═════ EXCERPTED DATA

//! novella: a terminal browser for a serialized-fiction catalog.
//!
//! The catalog is an infinite list fetched a page at a time. [`feed`] holds
//! the pagination core (record merging, query contexts, the fetch state
//! machine and the scroll trigger); [`api`] talks to the catalog server;
//! [`app`] and [`ui`] put both behind a ratatui interface.

pub mod api;
pub mod app;
pub mod config;
pub mod feed;
pub mod keybindings;
pub mod theme;
pub mod ui;
pub mod util;
use crate::api::GENRES;
use crate::app::{App, Focus};
use ratatui::{
    layout::Rect,
    style::Style,
    text::{Line, Span},
    widgets::{Block, Borders, List, ListItem, ListState},
    Frame,
};

/// Render the genre sidebar. The genre of the current feed is highlighted.
pub fn render(f: &mut Frame, app: &App, area: Rect) {
    if area.width < 3 || area.height < 3 {
        return;
    }

    let is_focused = app.focus == Focus::Genres;
    let active = app.active_genre();

    let style_selected = app.style("list_selected");
    let style_active = app.style("genre_active");
    let style_normal = app.style("genre_normal");

    let items: Vec<ListItem> = GENRES
        .iter()
        .enumerate()
        .map(|(i, genre)| {
            let is_active = active == Some(*genre);
            let style = if is_focused && i == app.genre_selected {
                style_selected
            } else if is_active {
                style_active
            } else {
                style_normal
            };
            let marker = if is_active { "> " } else { "  " };
            ListItem::new(Line::from(vec![
                Span::styled(marker, style),
                Span::styled(*genre, style),
            ]))
        })
        .collect();

    let border_style = if is_focused {
        app.style("panel_border_focused")
    } else {
        app.style("panel_border")
    };

    let list = List::new(items)
        .block(
            Block::default()
                .borders(Borders::ALL)
                .border_style(border_style)
                .title("Genres"),
        )
        .highlight_style(Style::default());

    let mut state = ListState::default().with_selected(Some(app.genre_selected));
    f.render_stateful_widget(list, area, &mut state);
}
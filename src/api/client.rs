use super::types::{
    CommentSubmission, Envelope, EpisodeDetail, EpisodeKey, Novel, NovelDetail,
};
use crate::feed::{FetchError, PageFetcher, QueryContext};
use futures::StreamExt;
use lru::LruCache;
use reqwest::redirect::Policy;
use secrecy::{ExposeSecret, SecretString};
use serde::de::DeserializeOwned;
use std::num::NonZeroUsize;
use std::sync::Mutex;
use std::time::Duration;
use thiserror::Error;
use url::Url;

pub const DEFAULT_BASE_URL: &str = "https://prpropertystore.com/api";
pub const DEFAULT_TIMEOUT: Duration = Duration::from_secs(20);

const API_KEY_HEADER: &str = "X-API-KEY";
const MAX_RESPONSE_SIZE: usize = 5 * 1024 * 1024; // 5MB
const DETAIL_CACHE_CAPACITY: usize = 32;

// ============================================================================
// Error Types
// ============================================================================

/// Errors from the detail, episode and comment endpoints.
#[derive(Debug, Error)]
pub enum ApiError {
    #[error(transparent)]
    Request(#[from] FetchError),
    #[error("Missing required field: {0}")]
    InvalidInput(&'static str),
    #[error("Invalid base URL: {0}")]
    InvalidBaseUrl(String),
    #[error("Insecure base URL: HTTPS required (except localhost for testing)")]
    InsecureBaseUrl,
}

impl ApiError {
    pub fn user_message(&self) -> String {
        match self {
            Self::Request(e) => e.user_message(),
            Self::InvalidInput(field) => format!("Please fill in the {} field", field),
            other => other.to_string(),
        }
    }
}

// ============================================================================
// HTTP Client Configuration
// ============================================================================

/// Redirect policy: at most 3 hops, no loops.
fn create_redirect_policy() -> Policy {
    Policy::custom(|attempt| {
        if attempt.previous().len() >= 3 {
            return attempt.error("Too many redirects (max 3)");
        }

        let url = attempt.url();
        if attempt.previous().iter().any(|prev| prev.as_str() == url.as_str()) {
            return attempt.error("Redirect loop detected");
        }

        tracing::debug!(
            from = %attempt.previous().last().map(|u| u.as_str()).unwrap_or("initial"),
            to = %url,
            hop = attempt.previous().len() + 1,
            "Following redirect"
        );
        attempt.follow()
    })
}

/// Parse `base` and enforce HTTPS. Plain HTTP is accepted only for
/// localhost/127.0.0.1, which is what test servers bind to.
pub fn validate_base_url(base: &str) -> Result<Url, ApiError> {
    let url = Url::parse(base).map_err(|e| ApiError::InvalidBaseUrl(e.to_string()))?;
    match url.scheme() {
        "https" => Ok(url),
        "http" if matches!(url.host_str(), Some("localhost") | Some("127.0.0.1")) => {
            tracing::warn!(base_url = %base, "Using non-HTTPS API base URL (localhost only)");
            Ok(url)
        }
        "http" => {
            tracing::error!(base_url = %base, "Rejecting non-HTTPS base URL (HTTPS required except for localhost)");
            Err(ApiError::InsecureBaseUrl)
        }
        other => Err(ApiError::InvalidBaseUrl(format!("unsupported scheme {}", other))),
    }
}

// ============================================================================
// Catalog Client
// ============================================================================

/// HTTP client for the catalog API.
///
/// Cheap to share behind an `Arc`; the detail cache is internally locked.
pub struct CatalogClient {
    http: reqwest::Client,
    base_url: Url,
    api_key: Option<SecretString>,
    timeout: Duration,
    details: Mutex<LruCache<String, NovelDetail>>,
}
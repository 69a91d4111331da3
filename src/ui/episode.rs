use crate::api::{split_line_breaks, EpisodeDetail, EpisodeKey};
use crate::app::{App, LoadState, MAX_SCROLL};
use crate::util::{strip_control_chars, wrapped_rows};
use ratatui::{
    layout::Rect,
    style::Style,
    text::{Line, Span, Text},
    widgets::{Block, Borders, Paragraph, Wrap},
    Frame,
};

use super::render::spinner;

/// Render the episode reader: heading, body, prev/next bar, then comments.
pub fn render(f: &mut Frame, app: &mut App, area: Rect) {
    if area.width < 3 || area.height < 3 {
        return;
    }

    app.episode_visible_lines = area.height.saturating_sub(2) as usize;
    let text_width = area.width.saturating_sub(2) as usize;

    let title = app
        .episode_key
        .as_ref()
        .map(|key| format!("Episode {}", key.episode_no))
        .unwrap_or_else(|| "Episode".to_string());

    let lines: Vec<Line<'static>> = match (&app.episode, &app.episode_key) {
        (LoadState::Loaded(detail), Some(key)) => document(app, detail, key),
        (LoadState::Failed(message), _) => vec![
            Line::from(Span::styled(message.clone(), app.style("feed_error"))),
            Line::from(""),
            Line::from(Span::styled(
                "Press r to retry, b to go back",
                app.style("feed_end"),
            )),
        ],
        _ => vec![Line::from(Span::styled(
            format!("{} Loading episode...", spinner(app)),
            app.style("feed_loading"),
        ))],
    };

    // Clamp before drawing so a resize never shows an out-of-range frame
    app.episode_content_rows = lines
        .iter()
        .map(|line| wrapped_rows(&line_text(line), text_width))
        .sum();
    app.clamp_scroll(app.episode_content_rows, app.episode_visible_lines);

    let paragraph = Paragraph::new(Text::from(lines))
        .block(
            Block::default()
                .borders(Borders::ALL)
                .border_style(app.style("panel_border_focused"))
                .title(title),
        )
        .wrap(Wrap { trim: false })
        .scroll((app.scroll_offset.min(MAX_SCROLL) as u16, 0));
    f.render_widget(paragraph, area);
}

fn line_text(line: &Line<'_>) -> String {
    line.spans.iter().map(|s| s.content.as_ref()).collect()
}

/// The full reader document for a loaded episode.
fn document(app: &App, detail: &EpisodeDetail, key: &EpisodeKey) -> Vec<Line<'static>> {
    let body_style = app.style("episode_body");
    let mut lines = Vec::with_capacity(16 + detail.comments.len() * 2);

    if !detail.title.is_empty() {
        lines.push(Line::from(Span::styled(
            strip_control_chars(&detail.title).into_owned(),
            app.style("detail_heading"),
        )));
    }
    lines.push(Line::from(Span::styled(
        strip_control_chars(&detail.heading(key.episode_no)).into_owned(),
        app.style("episode_heading"),
    )));
    lines.push(Line::from(""));

    for line in detail.body_lines() {
        lines.push(Line::from(Span::styled(
            strip_control_chars(line).into_owned(),
            body_style,
        )));
    }

    lines.push(Line::from(""));
    lines.push(nav_line(app, detail, key));
    lines.push(Line::from(""));

    lines.push(Line::from(Span::styled(
        format!("Comments ({})", detail.comments.len()),
        app.style("episode_heading"),
    )));
    if detail.comments.is_empty() {
        lines.push(Line::from(Span::styled(
            "No comments yet.",
            app.style("feed_end"),
        )));
    }
    let author_style = app.style("comment_author");
    let comment_style = app.style("comment_body");
    for comment in &detail.comments {
        lines.push(Line::from(Span::styled(
            strip_control_chars(&comment.name).into_owned(),
            author_style,
        )));
        for text in split_line_breaks(&comment.comment) {
            lines.push(Line::from(Span::styled(
                format!("  {}", strip_control_chars(text)),
                comment_style,
            )));
        }
    }

    lines
}

/// "< Previous | Next >", with unavailable directions dimmed.
fn nav_line(app: &App, detail: &EpisodeDetail, key: &EpisodeKey) -> Line<'static> {
    let enabled = app.style("episode_nav");
    let disabled = app.style("episode_nav_disabled");
    let pick = |available: bool| -> Style {
        if available {
            enabled
        } else {
            disabled
        }
    };

    let prev = key.previous().is_some();
    let next = key.next(detail.episode_count).is_some();
    Line::from(vec![
        Span::styled("< Previous [h]", pick(prev)),
        Span::raw("   "),
        Span::styled(
            format!("{} / {}", key.episode_no, detail.episode_count),
            app.style("detail_views"),
        ),
        Span::raw("   "),
        Span::styled("[l] Next >", pick(next)),
    ])
}

#[cfg(test)]
mod tests {
    use super::*;
    use crate::api::{CatalogClient, Comment, EpisodeBody, NovelId};
    use crate::config::Config;
    use ratatui::{backend::TestBackend, Terminal};
    use std::sync::Arc;
    use std::time::Duration;

    fn loaded_app(comments: Vec<Comment>) -> App {
        let client =
            CatalogClient::new("http://127.0.0.1:9/api", None, Duration::from_secs(1)).unwrap();
        let mut app = App::new(Arc::new(client), &Config::default());
        app.open_episode(EpisodeKey::new(NovelId::from(9u64), 2));
        app.episode = LoadState::Loaded(EpisodeDetail {
            episode: EpisodeBody {
                episode_titles: Some("새벽".to_string()),
                description: "line one\r\nline two\rline three\nline four".to_string(),
            },
            episode_count: 3,
            count: 10,
            title: "검의 노래".to_string(),
            description: String::new(),
            comments,
        });
        app
    }

    fn screen(app: &mut App) -> String {
        let mut terminal = Terminal::new(TestBackend::new(60, 30)).unwrap();
        terminal
            .draw(|f| {
                let area = f.area();
                render(f, app, area)
            })
            .unwrap();
        let buffer = terminal.backend().buffer().clone();
        let mut out = String::new();
        for y in 0..buffer.area.height {
            for x in 0..buffer.area.width {
                out.push_str(buffer[(x, y)].symbol());
            }
            out.push('\n');
        }
        out
    }

    #[test]
    fn test_heading_and_body_lines() {
        let mut app = loaded_app(vec![]);
        let out = screen(&mut app);
        assert!(out.contains("Episode 2 - "));
        for line in ["line one", "line two", "line three", "line four"] {
            assert!(out.contains(line), "missing {}", line);
        }
        assert!(out.contains("No comments yet."));
    }

    #[test]
    fn test_comments_listed() {
        let mut app = loaded_app(vec![Comment {
            name: "reader".to_string(),
            comment: "great chapter".to_string(),
        }]);
        let out = screen(&mut app);
        assert!(out.contains("Comments (1)"));
        assert!(out.contains("great chapter"));
        assert!(!out.contains("No comments yet."));
    }

    #[test]
    fn test_render_records_content_rows() {
        let mut app = loaded_app(vec![]);
        screen(&mut app);
        assert_eq!(app.episode_visible_lines, 28);
        // title, heading, blank, 4 body, blank, nav, blank, comments header, empty notice
        assert_eq!(app.episode_content_rows, 12);
    }

    #[test]
    fn test_scrolled_to_end_shows_last_comment_of_word_wrapped_body() {
        let mut app = loaded_app(vec![Comment {
            name: "reader".to_string(),
            comment: "the very last comment".to_string(),
        }]);
        // Eleven 9-letter words per line: 2 rows by characters, 3 by words at 58 columns
        let line = vec!["abcdefghi"; 11].join(" ");
        let body = vec![line; 30].join("\n");
        if let LoadState::Loaded(detail) = &mut app.episode {
            detail.episode.description = body;
        }

        app.scroll_offset = 10_000;
        let out = screen(&mut app);

        assert!(out.contains("the very last comment"), "{}", out);
        assert_eq!(
            app.scroll_offset,
            app.episode_content_rows - app.episode_visible_lines
        );
    }
}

══════════

EXERCISE AIM: Determine how many of the lines above hold the word "four", and output that number by itself.

RESPONSE TO THIS EXERCISE: 2